── RECORDS SHOWN

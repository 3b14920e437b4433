// 🏷️ Dataset Versions - skip upstream datasets that have not changed

use chrono::Utc;
use serde::{Deserialize, Serialize};
use tracing::info;

use crate::error::StoreError;
use crate::store::{Collection, EntityStore, WriteOp};

#[derive(Debug, Clone, PartialEq, Eq, Serialize, Deserialize)]
#[serde(rename_all = "PascalCase")]
pub struct DatasetVersion {
    /// Dataset family, e.g. "GB-BODS"
    pub dataset: String,

    /// Upstream identifier within the family
    pub identifier: String,

    /// Upstream modification marker, compared verbatim
    pub last_modified: String,
}

impl DatasetVersion {
    fn storage_key(dataset: &str, identifier: &str) -> String {
        format!("{}:{}", dataset, identifier)
    }
}

pub struct DatasetVersionTracker<'s> {
    store: &'s dyn EntityStore,
}

impl<'s> DatasetVersionTracker<'s> {
    pub fn new(store: &'s dyn EntityStore) -> Self {
        DatasetVersionTracker { store }
    }

    pub fn get(&self, dataset: &str, identifier: &str) -> Result<Option<DatasetVersion>, StoreError> {
        let key = DatasetVersion::storage_key(dataset, identifier);
        match self.store.find_one(Collection::DatasetVersions, &key)? {
            Some(document) => Ok(Some(serde_json::from_value(document)?)),
            None => Ok(None),
        }
    }

    /// True when the dataset was never recorded or its marker differs.
    pub fn is_changed(
        &self,
        dataset: &str,
        identifier: &str,
        last_modified: &str,
    ) -> Result<bool, StoreError> {
        let changed = match self.get(dataset, identifier)? {
            Some(version) => version.last_modified != last_modified,
            None => true,
        };

        if !changed {
            info!(dataset, identifier, "dataset not changed");
        }
        Ok(changed)
    }

    /// Upsert the marker after a successful import.
    pub fn record(&self, dataset: &str, identifier: &str, last_modified: &str) -> Result<(), StoreError> {
        let key = DatasetVersion::storage_key(dataset, identifier);
        let version = DatasetVersion {
            dataset: dataset.to_string(),
            identifier: identifier.to_string(),
            last_modified: last_modified.to_string(),
        };
        let document = serde_json::to_value(&version)?;

        let op = if self.store.find_one(Collection::DatasetVersions, &key)?.is_some() {
            WriteOp::update(&key, document, Utc::now())
        } else {
            WriteOp::insert(&key, document, Utc::now())
        };
        self.store.bulk_write(Collection::DatasetVersions, &[op])?;
        Ok(())
    }
}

────

--- TASK DETAILS ---
Output nothing but the lines from the one containing "WriteOp::insert(&key, document, Utc::now())" through the last line of the data, exactly as they stand.

--- REPLY TO THE TASK ---
            WriteOp::insert(&key, document, Utc::now())
        };
        self.store.bulk_write(Collection::DatasetVersions, &[op])?;
        Ok(())
    }
}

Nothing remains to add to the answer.